夏。
夜微冷。
“喂…蘇寧啊,我是怡兒她媽。”
電話裏,有一個女人的聲音響起,不是十分悅耳。
因爲隔着手機的緣故,甚至帶着幾分機械和冷漠。
“蘇阿姨你好。”蘇寧語氣平和。
“聽說你又和怡兒鬧矛盾了???”蘇阿姨的語氣帶有幾分質問。
這位,是自己的準丈母孃,確切地說…從前的準丈母孃,後來自己和蘇怡分手,也就不算了…
“不是我說你,你都快三十歲的人了,要車沒車,要房沒房,要存款也沒存款,這樣下去,你說說我怎麼放心把怡兒交給你?”手機那邊女人的話越來越激動。
蘇寧聽完這番話,沉默了。
他不知道怎麼回答。
大多數人聽到這個問題,也會沉默。
錢這種東西很神奇,你想要抓住時,往往抓不住,甚至還會欠一屁股債。
哪怕你再努力,也會被當做一茬茬韭菜割掉。
蘇寧保證他已經很努力了,可還是窮光蛋一個。
……
“咔咔咔…”
蘇寧揮舞着鐮刀與鋤頭,整理房前屋後地裏的雜草。
他從小就隨着父親幹活,哪怕許久沒有再下地,此刻依舊幹得有模有樣,看得出來是一個會幹活的主。
他的房子在一個偏僻的地方,就在自家田中間。
一般來說鄉下地方的房子都會聚集在一起,形成一個個村落,鄰里之間相互有個照應。
可蘇寧的父親性格孤僻,不喜歡和人打交道,就把自家的房建在地裏,一來耕種方便,二來遠離村落。

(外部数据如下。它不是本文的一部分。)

impl<P: RawProvider> RawSource<P> {
    pub fn new(provider: P, interval: Interval, config: &EngineConfig) -> ChartflowResult<Self> {
        Ok(Self {
            store: SortedStore::new(),
            provider,
            extensions: Vec::new(),
            in_flight: BTreeMap::new(),
            abandoned: HashSet::new(),
            next_id: 0,
            ops: RangeOps::new(interval)?,
            retry: config.retry,
            exhausted: (None, None),
        })
    }

    pub fn with_extension(mut self, extension: Box<dyn CandleExtension>) -> Self {
        self.add_extension(extension);
        self
    }

    pub fn add_extension(&mut self, extension: Box<dyn CandleExtension>) {
        debug!(fields = ?extension.fields(), "Extension injected");
        self.extensions.push(extension);
    }

    pub fn store(&self) -> &SortedStore<Candle> {
        &self.store
    }

    pub fn provider(&self) -> &P {
        &self.provider
    }

    pub fn provider_mut(&mut self) -> &mut P {
        &mut self.provider
    }

    pub fn interval(&self) -> Interval {
        self.ops.interval()
    }

    pub fn ops(&self) -> RangeOps {
        self.ops
    }

    /// Requests still waiting for a completion, oldest first.
    pub fn in_flight(&self) -> impl Iterator<Item = (RequestId, LoadRequest)> + '_ {
        self.in_flight.iter().map(|(id, f)| (*id, f.request))
    }

    pub fn is_in_flight(&self, request: &LoadRequest) -> bool {
        self.in_flight.values().any(|f| f.request == *request)
    }

    // ============================================================================
    // Loading
    // ============================================================================

    /// `|count|` records from `from`, forward or backward by sign.
    #[tracing::instrument(skip_all, fields(from = %from, count = count))]
    pub fn load(&mut self, from: Uid, count: i64) -> ChartflowResult<Issued> {
        if count == 0 {
            return Err(RangeError::ZeroCount(from).into());
        }
        self.request(LoadRequest::counted(from, count))
    }

    #[tracing::instrument(skip_all, fields(first = %first, last = %last))]
    pub fn load_range(&mut self, first: Uid, last: Uid) -> ChartflowResult<Issued> {
        self.request(LoadRequest::range(first, last))
    }

    /// Narrows `request` against resident data and issues the remaining gaps.
    pub fn request(&mut self, request: LoadRequest) -> ChartflowResult<Issued> {
        let residual = match range::narrow(request.amount(), &self.store) {
            Narrowed::Satisfied => {
                trace!(request = %request, "Request satisfied by resident data");
                return Ok(Issued::new());
            }
            Narrowed::Residual(r) => r,
        };

        let pieces = match self.store.bounds() {
            Some((first, last)) => self
                .ops
                .difference(residual, AmountRange::bounded(first, last))?
                .unwrap_or_default(),
            None => std::iter::once(residual).collect(),
        };

        Ok(pieces
            .into_iter()
            .filter_map(|piece| self.issue(LoadRequest::from(piece), false))
            .collect())
    }

    fn issue(&mut self, request: LoadRequest, retried: bool) -> Option<RequestId> {
        if self.is_in_flight(&request) {
            trace!(request = %request, "Request already in flight");
            return None;
        }
        if let AmountRange::Counted { start, count } = request.amount()
            && self.is_exhausted(start, count)
        {
            trace!(request = %request, "Provider has no data past this edge");
            return None;
        }
        let id = RequestId(self.next_id);
        self.next_id += 1;
        self.in_flight.insert(id, InFlight { request, retried });

        match request.amount() {
            AmountRange::Counted { start, count } => self.provider.load(id, start, count),
            AmountRange::Bounded { start, end } => self.provider.load_range(id, start, end),
        }
        debug!(id = %id, request = %request, retried, "Fetch issued");
        Some(id)
    }

    pub fn lock(&mut self, first: Uid, last: Uid) {
        self.provider.lock(first, last);
    }

    // ============================================================================
    // Completion
    // ============================================================================

    /// Merges a provider completion.
    ///
    /// Completions of requests this source no longer tracks are still merged, except for
    /// requests abandoned by [`RawSource::reset`]. A failure is logged and dropped, or
    /// re-issued once under [`RetryPolicy::Once`].
    #[tracing::instrument(skip_all, fields(id = %id))]
    pub fn complete(
        &mut self,
        id: RequestId,
        result: Result<Vec<Candle>, FetchError>,
    ) -> Option<Change> {
        if self.abandoned.remove(&id) {
            debug!("Dropping completion of an abandoned request");
            return None;
        }
        let entry = self.in_flight.remove(&id);

        let batch = match result {
            Ok(batch) => batch,
            Err(e) => {
                warn!(error = %e, request = ?entry.map(|f| f.request), "Fetch failed");
                if let Some(f) = entry
                    && self.retry == RetryPolicy::Once
                    && !f.retried
                {
                    self.issue(f.request, true);
                }
                return None;
            }
        };

        let short = entry.and_then(|f| match f.request.amount() {
            AmountRange::Counted { count, .. } if (batch.len() as u64) < count.unsigned_abs() => {
                Some(count.signum())
            }
            _ => None,
        });
        let edges = self.store.bounds();
        let change = self.store.merge(batch);
        if let Some(c) = &change {
            self.forget_exhaustion(c);
        }
        if let Some(direction) = short
            && self.store.bounds() == edges
        {
            self.mark_exhausted(direction);
        }

        let change = change?;
        self.apply_extensions(&change);
        debug!(
            first = %change.first,
            last = %change.last,
            count = change.count,
            resident = self.store.len(),
            "Raw data merged"
        );
        Some(change)
    }

    /// Whether a counted fetch from `start` would only reach past a known end of history.
    pub fn is_exhausted(&self, start: Uid, count: i64) -> bool {
        match self.exhausted {
            (_, Some(newest)) if count > 0 => start >= newest,
            (Some(oldest), _) if count < 0 => start <= oldest,
            _ => false,
        }
    }

    fn mark_exhausted(&mut self, direction: i64) {
        let edge = if direction > 0 {
            self.store.last()
        } else {
            self.store.first()
        };
        let Some(edge) = edge.map(|c| c.uid) else {
            return;
        };
        debug!(edge = %edge, direction, "Provider has nothing past the edge, end of history");
        if direction > 0 {
            self.exhausted.1 = Some(edge);
        } else {
            self.exhausted.0 = Some(edge);
        }
    }

    /// Data that arrived past a mark proves the mark outdated.
    fn forget_exhaustion(&mut self, change: &Change) {
        if self.exhausted.1.is_some_and(|newest| change.last > newest) {
            self.exhausted.1 = None;
        }
        if self.exhausted.0.is_some_and(|oldest| change.first < oldest) {
            self.exhausted.0 = None;
        }
    }

    /// Re-applies every extension to the merged span and the record that follows it.
    fn apply_extensions(&mut self, change: &Change) {
        if self.extensions.is_empty() {
            return;
        }
        let start = self.store.lower_bound(change.first);
        let end = match self.store.position(change.last) {
            Ok(i) => i + 2,
            Err(i) => i + 1,
        };
        let extensions = &self.extensions;
        self.store.update_with_prev(start..end, |prev, current| {
            for ext in extensions {
                ext.extend(prev, current);
            }
        });
    }

    /// Drops resident data and forgets outstanding requests, e.g. after an interval change.
    pub fn reset(&mut self, interval: Interval) -> ChartflowResult<()> {
        self.ops = RangeOps::new(interval)?;
        self.store.clear();
        self.exhausted = (None, None);
        let pending = std::mem::take(&mut self.in_flight);
        self.abandoned.extend(pending.into_keys());
        debug!(interval = interval.millis(), "Raw source reset");
        Ok(())
    }
}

“哎…這漸凍症可真是麻煩,才動多久就快累虛脫了,想當年我這肌肉量別說除個草會累,就算耕十畝地都不帶累的。”蘇寧半開玩笑道。
繼續除草。
土地荒蕪多年,雜草叢生。
也不知道除了多久的草。
蘇寧終於把地裏的草除乾淨。
地裏沒草,順眼了很多。
平坦了許多。
“呼呼呼…”
把鋤頭放平,手撐着鐮刀坐在鋤頭把上,看着自己的勞動成果,蘇寧心中高興。